The current PiCG system offers a grant of up to £5,000, or up to 35 per cent of the cost of a plug-in car or ultra low emission vehicle (ULEVs) such as a hydrogen fuel cell powered car. The qualifying criteria are fairly simple and covers all plug-in cars that emit less than 75 g/km CO2 and can cover at least 70 miles between charges – plug-in hybrids (PHEVs) need to have an electric-only range of at least ten miles to qualify.

With the increasing number of plug-in vehicles being sold, the government announced in December last year that it planned to adjust the grant to favour zero-emission vehicles. PHEV sales have shot up in recent years, with an increasing proportion of PiCG funds supporting buyers of this type of car.

However, the grant, as of 1st March, will split ULEVs into three categories:
Category 1: CO2 emissions <50g/km and a zero emission range of at least 70 miles Category 2: CO2 emissions <50g/km and a zero emission range between 10 and 69 miles Category 3: CO2 emissions of 50-75g/km and a zero emission range of at least 20 miles

Category 1 will still receive the full PiCG amount – though this has been reduced from £5,000 to £4,500. This category includes all pure-EVs such as the Nissan Leaf, Renault Zoe and VW e-Golf.

Categories 2 and 3 cover PHEVs and will receive £2,500 in funding, down from £5,000. Models included in these categories include the Mitsubishi Outlander PHEV, BMW 330e and VW Golf GTE.
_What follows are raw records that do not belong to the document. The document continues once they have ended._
//! Immutable value objects derived from measurements.
//!
//! A new instance replaces the old on every recompute; nothing here is
//! mutated in place, so consumers can hold copies across an analysis pass.

use num_complex::Complex64;

/// Complex frequency-domain data for one angle.
#[derive(Debug, Clone, PartialEq)]
pub struct ComplexFrequencyData {
    /// Name shown to consumers, e.g. `H10V0`.
    pub display_name: String,
    /// Horizontal angle in degrees.
    pub angle: f64,
    /// Log-spaced frequencies in Hz, ascending.
    pub frequencies: Vec<f64>,
    /// Complex pressure values, one per frequency.
    pub values: Vec<Complex64>,
    /// Scale applied when converting to magnitude (e.g. `2 / fft_points`).
    pub scale_factor: f64,
}

impl ComplexFrequencyData {
    /// Magnitude in dB relative to `reference`.
    pub fn magnitude(&self, reference: f64) -> XyData {
        let y = self
            .values
            .iter()
            .map(|v| to_db(v.norm() * self.scale_factor / reference))
            .collect();
        XyData {
            name: self.display_name.clone(),
            angle: self.angle,
            x: self.frequencies.clone(),
            y,
        }
    }

    /// Phase in radians.
    pub fn phase(&self) -> XyData {
        XyData {
            name: self.display_name.clone(),
            angle: self.angle,
            x: self.frequencies.clone(),
            y: self.values.iter().map(|v| v.arg()).collect(),
        }
    }
}

fn to_db(linear: f64) -> f64 {
    20.0 * linear.max(1e-12).log10()
}

/// A named xy series for one angle.
#[derive(Debug, Clone, PartialEq)]
pub struct XyData {
    /// Name shown to consumers.
    pub name: String,
    /// Horizontal angle in degrees.
    pub angle: f64,
    /// X values (frequencies in Hz).
    pub x: Vec<f64>,
    /// Y values (dB or radians).
    pub y: Vec<f64>,
}

impl XyData {
    /// Create a series.
    pub fn new(name: impl Into<String>, angle: f64, x: Vec<f64>, y: Vec<f64>) -> Self {
        Self {
            name: name.into(),
            angle,
            x,
            y,
        }
    }

    /// Subtract the target's y values, yielding a series normalised against
    /// the target curve.
    pub fn normalise(&self, target: &XyData) -> XyData {
        XyData {
            name: self.name.clone(),
            angle: self.angle,
            x: self.x.clone(),
            y: self
                .y
                .iter()
                .zip(&target.y)
                .map(|(y, t)| y - t)
                .collect(),
        }
    }
}

/// Flattened grid for contour (sonogram) plots.
#[derive(Debug, Clone, PartialEq)]
pub struct ContourData {
    /// Frequency of each grid point in Hz.
    pub x: Vec<f64>,
    /// Angle of each grid point in degrees.
    pub y: Vec<f64>,
    /// Magnitude of each grid point in dB.
    pub z: Vec<f64>,
}

/// One polar slice: magnitude by angle at a single frequency.
#[derive(Debug, Clone, PartialEq)]
pub struct PolarSlice {
    /// The analysed frequency the slice was taken at.
    pub freq: f64,
    /// Angles in radians.
    pub theta: Vec<f64>,
    /// Magnitudes in dB.
    pub r: Vec<f64>,
}

#[cfg(test)]
mod tests {
    use super::*;

    fn cfd(values: Vec<Complex64>) -> ComplexFrequencyData {
        ComplexFrequencyData {
            display_name: "H0V0".into(),
            angle: 0.0,
            frequencies: vec![100.0, 1000.0],
            values,
            scale_factor: 1.0,
        }
    }

    #[test]
    fn magnitude_is_20log10_of_norm() {
        let data = cfd(vec![Complex64::new(1.0, 0.0), Complex64::new(0.0, 10.0)]);
        let mag = data.magnitude(1.0);
        assert!((mag.y[0] - 0.0).abs() < 1e-9);
        assert!((mag.y[1] - 20.0).abs() < 1e-9);
    }

    #[test]
    fn magnitude_respects_scale_and_reference() {
        let mut data = cfd(vec![Complex64::new(4.0, 0.0), Complex64::new(4.0, 0.0)]);
        data.scale_factor = 0.5;
        let mag = data.magnitude(2.0);
        // 4 * 0.5 / 2 == 1 -> 0 dB
        assert!((mag.y[0]).abs() < 1e-9);
    }

    #[test]
    fn normalise_subtracts_target() {
        let a = XyData::new("a", 0.0, vec![1.0, 2.0], vec![10.0, 20.0]);
        let b = XyData::new("b", 15.0, vec![1.0, 2.0], vec![4.0, 25.0]);
        let n = b.normalise(&a);
        assert_eq!(n.y, vec![-6.0, 5.0]);
        assert_eq!(n.angle, 15.0);
    }
}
There is also a cap on the list price to encourage the uptake and development of more affordable cars. Any Category 2 and 3 car with a list price of more than £60,000 will not be eligible for any funding.

Those looking to buy a ULEV are able to check the list of eligible vehicles and more detailed explanation of the changes here. Details of changes to the EVHS can be viewed here. Dealerships will advise you of the likelihood of an ordered model arriving within the nine month time-frame.